Asunción, domingo, 24 de mayo de 2009
Director Aldo Zucolillo
Es que uno nunca termina de sorprenderse de que los dictadores se parezcan tanto sin conocerse o estudiarse entre sí. Su mentalidad llega a ser la misma y su discurso se torna idéntico, aun perteneciendo a épocas diferentes y a líneas ideológicas completamente opuestas, como serían, por ejemplo, las de Alfredo Stroessner y Hugo Chávez.
Stroessner comenzó a tolerar cierta tímida apertura en la libertad de prensa recién después de la primera década de su larga dictadura. Permitía unos pocos semanarios que no fueran adictos a su régimen porque frente al mundo tenía que exhibir algo que simulara institucionalidad democrática; por eso comenzó a tolerar pequeños partidos de oposición en el Congreso, algunas elecciones periódicas y alguna prensa no dirigida. Aun así, esa valerosa aunque débil prensa semanal, como El Enano, El Radical, La Libertad, Comunidad, El Pueblo -por citar los más persistentes-, molestaba tanto al dictador ya sus corifeos con sus críticas y denuncias, que permanentemente era hostilizada, clausurada o sus tiradas confiscadas, sus directores y redactores procesados, amenazados o directamente apresados.
La prensa independiente comenzó a abrirse paso lentamente sobre la experiencia de estos semanarios pioneros, logrando imponer en nuestro país una apertura cada vez mayor a la libertad de opinión. Durante la década de los años setenta, gradualmente se intentó acostumbrar al amo del país a escuchar lo que le desagradaba; y este lo tenía que soportar; de mala gana, pues la presión que se ejercía sobre él desde el exterior y desde la pequeña pero influyente sociedad crítica local era también cada vez más intensa.
Aun así, Stroessner enviaba frecuentemente a sus aparatos represivos a castigar a los periodistas y directores, por ver si los amedrentaba hasta acallarlos o les "convencía" con sobornos para que suavicen sus críticas hacia la violencia represiva, la corrupción, la arbitrariedad y los demás vicios que notoriamente identificaban a la tenebrosa dictadura que lideraba.

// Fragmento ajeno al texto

use std::sync::Arc;

use redis::aio::ConnectionManager;
use redis::{cmd, Client, RedisError};
use tokio::sync::RwLock;

/// Lazily connected Redis handle. Every operation degrades gracefully when the
/// connection is missing so the API keeps serving without a cache.
#[derive(Clone)]
pub(crate) struct RedisHandle {
    url: String,
    manager: Arc<RwLock<Option<ConnectionManager>>>,
}

#[derive(Debug, Clone)]
pub(crate) enum RedisHealth {
    Healthy,
    Disconnected,
    Unhealthy(String),
}

const RATE_LIMIT_SCRIPT: &str = r#"
    local current = redis.call("INCR", KEYS[1])
    if current == 1 then
        redis.call("EXPIRE", KEYS[1], ARGV[1])
    end
    return current
"#;

impl RedisHandle {
    pub(crate) fn new(url: String) -> Self {
        Self { url, manager: Arc::new(RwLock::new(None)) }
    }

    pub(crate) async fn connect(&self) -> Result<(), RedisError> {
        let client = Client::open(self.url.clone())?;
        let manager = ConnectionManager::new(client).await?;
        *self.manager.write().await = Some(manager);
        Ok(())
    }

    pub(crate) async fn disconnect(&self) {
        *self.manager.write().await = None;
    }

    pub(crate) async fn health(&self) -> RedisHealth {
        let manager = { self.manager.read().await.clone() };
        let Some(mut manager) = manager else {
            return RedisHealth::Disconnected;
        };

        match cmd("PING").query_async::<_, String>(&mut manager).await {
            Ok(_) => RedisHealth::Healthy,
            Err(err) => RedisHealth::Unhealthy(err.to_string()),
        }
    }

    /// Fixed-window counter. Returns `true` while the caller is within `limit`.
    pub(crate) async fn rate_limit(
        &self,
        key: &str,
        limit: u64,
        window_seconds: u64,
    ) -> Result<bool, RedisError> {
        let manager = { self.manager.read().await.clone() };
        let Some(mut manager) = manager else {
            return Ok(true);
        };

        let current: i64 = redis::Script::new(RATE_LIMIT_SCRIPT)
            .key(key)
            .arg(window_seconds as i64)
            .invoke_async(&mut manager)
            .await?;

        Ok(current <= limit as i64)
    }

    /// Rate limit keyed by `scope` and `subject`; Redis errors allow the request.
    pub(crate) async fn allow(
        &self,
        scope: &str,
        subject: &str,
        limit: u64,
        window_seconds: u64,
    ) -> bool {
        let key = format!("rl:{scope}:{subject}");
        match self.rate_limit(&key, limit, window_seconds).await {
            Ok(allowed) => allowed,
            Err(err) => {
                tracing::warn!(error = %err, scope, "Rate limit check failed; allowing request");
                true
            }
        }
    }
}

#[cfg(test)]
mod tests {
    use super::RedisHandle;
    use crate::core::config::Settings;
    use crate::test_support;
    use uuid::Uuid;

    #[tokio::test]
    async fn rate_limit_enforces_limit() {
        let _guard = test_support::env_lock().await;
        test_support::set_test_env();

        let settings = Settings::load().expect("settings");
        test_support::reset_redis(settings.redis().redis_url()).await.expect("redis reset");

        let redis = RedisHandle::new(settings.redis().redis_url());
        redis.connect().await.expect("redis connect");

        let subject = Uuid::new_v4().to_string();
        assert!(redis.allow("flag", &subject, 2, 5).await);
        assert!(redis.allow("flag", &subject, 2, 5).await);
        assert!(!redis.allow("flag", &subject, 2, 5).await);
    }

    #[tokio::test]
    async fn disconnected_handle_allows_everything() {
        let redis = RedisHandle::new("redis://127.0.0.1:1/0".to_string());
        assert!(redis.allow("login", "anyone", 0, 60).await);
        assert!(matches!(redis.health().await, super::RedisHealth::Disconnected));
    }
}
use sha2::{Digest, Sha256};

/// Lower-cases and collapses whitespace so trivially reformatted copies of the
/// same question hash identically.
pub(crate) fn normalize(text: &str) -> String {
    text.split_whitespace().map(str::to_lowercase).collect::<Vec<_>>().join(" ")
}

pub(crate) fn hash(text: &str) -> String {
    hex::encode(Sha256::digest(normalize(text).as_bytes()))
}
use anyhow::Result;
use tokio::sync::watch;
use tokio::time::{interval, Duration};

use crate::core::shutdown;
use crate::core::state::AppState;
use crate::tasks::maintenance;

const EXPIRE_INTERVAL: Duration = Duration::from_secs(60);
const FLAG_BACKLOG_INTERVAL: Duration = Duration::from_secs(900);

pub(crate) async fn run(state: AppState) -> Result<()> {
    let mut shutdown_rx = shutdown::shutdown_channel();

    let handles = vec![
        tokio::spawn(expire_sessions_loop(state.clone(), shutdown_rx.clone())),
        tokio::spawn(flag_backlog_loop(state.clone(), shutdown_rx.clone())),
    ];
    tracing::info!(tasks = handles.len(), "Background tasks started");

    if shutdown_rx.changed().await.is_err() {
        tracing::warn!("Shutdown notifier dropped; stopping background tasks");
    }

    for handle in handles {
        if let Err(err) = handle.await {
            tracing::error!(error = %err, "Background task join failed");
        }
    }

    Ok(())
}

async fn expire_sessions_loop(state: AppState, mut shutdown: watch::Receiver<bool>) {
    let mut tick = interval(EXPIRE_INTERVAL);
    loop {
        tokio::select! {
            _ = shutdown.changed() => break,
            _ = tick.tick() => {
                if let Err(err) = maintenance::expire_overdue_sessions(&state).await {
                    tracing::error!(error = %err, "expire_overdue_sessions failed");
                }
            }
        }
    }
}

async fn flag_backlog_loop(state: AppState, mut shutdown: watch::Receiver<bool>) {
    let mut tick = interval(FLAG_BACKLOG_INTERVAL);
    loop {
        tokio::select! {
            _ = shutdown.changed() => break,
            _ = tick.tick() => {
                if let Err(err) = maintenance::report_flag_backlog(&state).await {
                    tracing::error!(error = %err, "report_flag_backlog failed");
                }
            }
        }
    }
}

El actual dictador venezolano Hugo Chávez, a dos décadas de Stroessner y desde el lado opuesto del espectro ideológico -la izquierda radical, el marxismo-, exhibe la misma mentalidad retrógrada y actúa exactamente igual. Se diferencia de nuestro ex tirano solamente en el hecho de que este llegó al poder en el Paraguay dentro de un régimen de partido único en una sociedad que carecía de libertad de prensa, mientras que el gorila venezolano ganó el poder en un país donde el sistema democrático y pluralista funcionaba, donde había libertad de prensa y numerosos medios la ejercían adecuadamente y tenían largos años de experiencia en el servicio
En otras palabras, Stroessner permitía que un medio periodístico saliera a luz, y ejerciera su función hasta que caprichosamente decidía clausurarlo o restringirlo de cualquier forma; a veces mandaba hacer el simulacro de una intervención judicial, pero la mayoría de las veces simplemente enviaba a sus perros feroces de la Policía de Investigaciones.Chávez en cambio, encuentra una sociedad en la que la libertad de prensa hace parte de su sistema, y entonces se ve forzado a disimular mucho más sus verdaderas intenciones ya proceder con mucho más cuidados.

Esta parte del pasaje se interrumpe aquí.